- About this task -
Please state how many lines in the records below contain the word "base", giving only the number.

- Records provided -

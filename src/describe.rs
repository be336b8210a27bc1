//! Description Serializer: a graph as a Turtle document.
//!
//! Each edge `(u, v, label)` becomes `<base/u> <base/label> <base/v>`. The base
//! is a display authority (`http://example.org/` by default), distinct from the
//! ConceptNet authority used for ingestion.

use oxigraph::io::{RdfFormat, RdfSerializer};
use oxigraph::model::{NamedNode, TripleRef};

use crate::error::DescribeError;
use crate::graph::KnowledgeGraph;
use crate::rdf::{namespace, Triple, TripleSet};

/// Result type for description rendering.
pub type DescribeResult<T> = std::result::Result<T, DescribeError>;

const PREFIX: &str = "ex";

fn iri(base: &str, name: &str) -> DescribeResult<NamedNode> {
    NamedNode::new(namespace(base, name)).map_err(|_| DescribeError::InvalidIri {
        base: base.to_string(),
        value: name.to_string(),
    })
}

/// The triples a description of `graph` contains.
pub fn description_triples(graph: &KnowledgeGraph, base: &str) -> DescribeResult<TripleSet> {
    graph
        .edges()
        .map(|(u, v, label)| {
            Triple::new(&namespace(base, u), &namespace(base, label), &namespace(base, v))
                .ok_or_else(|| DescribeError::InvalidIri {
                    base: base.to_string(),
                    value: format!("{u} {label} {v}"),
                })
        })
        .collect()
}

/// Render `graph` as Turtle under `base`.
///
/// Output follows the graph's edge order. Two graphs with the same edges in a
/// different order produce the same triples in a different order.
pub fn describe(graph: &KnowledgeGraph, base: &str) -> DescribeResult<String> {
    let serialize_err = |e: std::io::Error| DescribeError::Serialize {
        message: e.to_string(),
    };
    let mut serializer = RdfSerializer::from_format(RdfFormat::Turtle)
        .with_prefix(PREFIX, base)
        .map_err(|_| DescribeError::InvalidIri {
            base: base.to_string(),
            value: String::new(),
        })?
        .for_writer(Vec::new());

    for (u, v, label) in graph.edges() {
        let (s, p, o) = (iri(base, u)?, iri(base, label)?, iri(base, v)?);
        serializer
            .serialize_triple(TripleRef::new(s.as_ref(), p.as_ref(), o.as_ref()))
            .map_err(serialize_err)?;
    }

    let bytes = serializer.finish().map_err(serialize_err)?;
    String::from_utf8(bytes).map_err(|e| DescribeError::Serialize {
        message: e.to_string(),
    })
}
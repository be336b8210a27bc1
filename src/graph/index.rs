//! Undirected labeled graph backed by petgraph.
//!
//! Nodes are short names (URI local names), edges carry a single predicate
//! label. A `HashMap` gives O(1) node lookup by name.

use std::collections::{BTreeSet, HashMap};

use petgraph::graph::{NodeIndex, UnGraph};
use petgraph::visit::EdgeRef;

/// Undirected knowledge graph with one label per node pair.
///
/// Adding an edge between a pair that is already connected replaces the label
/// (last write wins). Parallel predicates between the same two nodes are
/// therefore collapsed into whichever arrived last.
#[derive(Clone, Default)]
pub struct KnowledgeGraph {
    graph: UnGraph<String, String>,
    node_index: HashMap<String, NodeIndex>,
}

impl KnowledgeGraph {
    /// Create a new empty knowledge graph.
    pub fn new() -> Self {
        Self::default()
    }

    fn from_graph(graph: UnGraph<String, String>) -> Self {
        let node_index = graph
            .node_indices()
            .map(|idx| (graph[idx].clone(), idx))
            .collect();
        Self { graph, node_index }
    }

    /// Ensure a node exists for the given name, returning its NodeIndex.
    fn ensure_node(&mut self, name: &str) -> NodeIndex {
        if let Some(&idx) = self.node_index.get(name) {
            return idx;
        }
        let idx = self.graph.add_node(name.to_string());
        self.node_index.insert(name.to_string(), idx);
        idx
    }

    /// Connect `a` and `b` with `label`, creating nodes as needed.
    pub fn add_edge(&mut self, a: &str, b: &str, label: &str) {
        let a = self.ensure_node(a);
        let b = self.ensure_node(b);
        self.graph.update_edge(a, b, label.to_string());
    }

    /// Check if a node exists.
    pub fn has_node(&self, name: &str) -> bool {
        self.node_index.contains_key(name)
    }

    pub fn node_count(&self) -> usize {
        self.graph.node_count()
    }

    pub fn edge_count(&self) -> usize {
        self.graph.edge_count()
    }

    pub fn is_empty(&self) -> bool {
        self.graph.node_count() == 0
    }

    /// Node names in insertion order.
    pub fn nodes(&self) -> impl Iterator<Item = &str> {
        self.graph.node_weights().map(String::as_str)
    }

    /// `(u, v, label)` for every edge, in insertion order.
    pub fn edges(&self) -> impl Iterator<Item = (&str, &str, &str)> {
        self.graph.edge_references().map(|e| {
            (
                self.graph[e.source()].as_str(),
                self.graph[e.target()].as_str(),
                e.weight().as_str(),
            )
        })
    }

    /// Label of the edge between `a` and `b`, in either direction.
    pub fn edge_label(&self, a: &str, b: &str) -> Option<&str> {
        let a = *self.node_index.get(a)?;
        let b = *self.node_index.get(b)?;
        let edge = self.graph.find_edge(a, b)?;
        self.graph.edge_weight(edge).map(String::as_str)
    }

    /// Distinct neighbors of `name`.
    pub fn neighbors(&self, name: &str) -> BTreeSet<&str> {
        match self.node_index.get(name) {
            Some(&idx) => self
                .graph
                .neighbors(idx)
                .map(|n| self.graph[n].as_str())
                .collect(),
            None => BTreeSet::new(),
        }
    }

    /// A copy keeping only nodes for which `keep` holds, along with the edges between them.
    pub fn retain_nodes(&self, keep: impl Fn(&str) -> bool) -> Self {
        let graph = self.graph.filter_map(
            |_, name| keep(name).then(|| name.clone()),
            |_, label| Some(label.clone()),
        );
        Self::from_graph(graph)
    }
}

impl std::fmt::Debug for KnowledgeGraph {
    fn fmt(&self, f: &mut std::fmt::Formatter<'_>) -> std::fmt::Result {
        f.debug_struct("KnowledgeGraph")
            .field("nodes", &self.node_count())
            .field("edges", &self.edge_count())
            .finish()
    }
}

- Result of this exercise -
12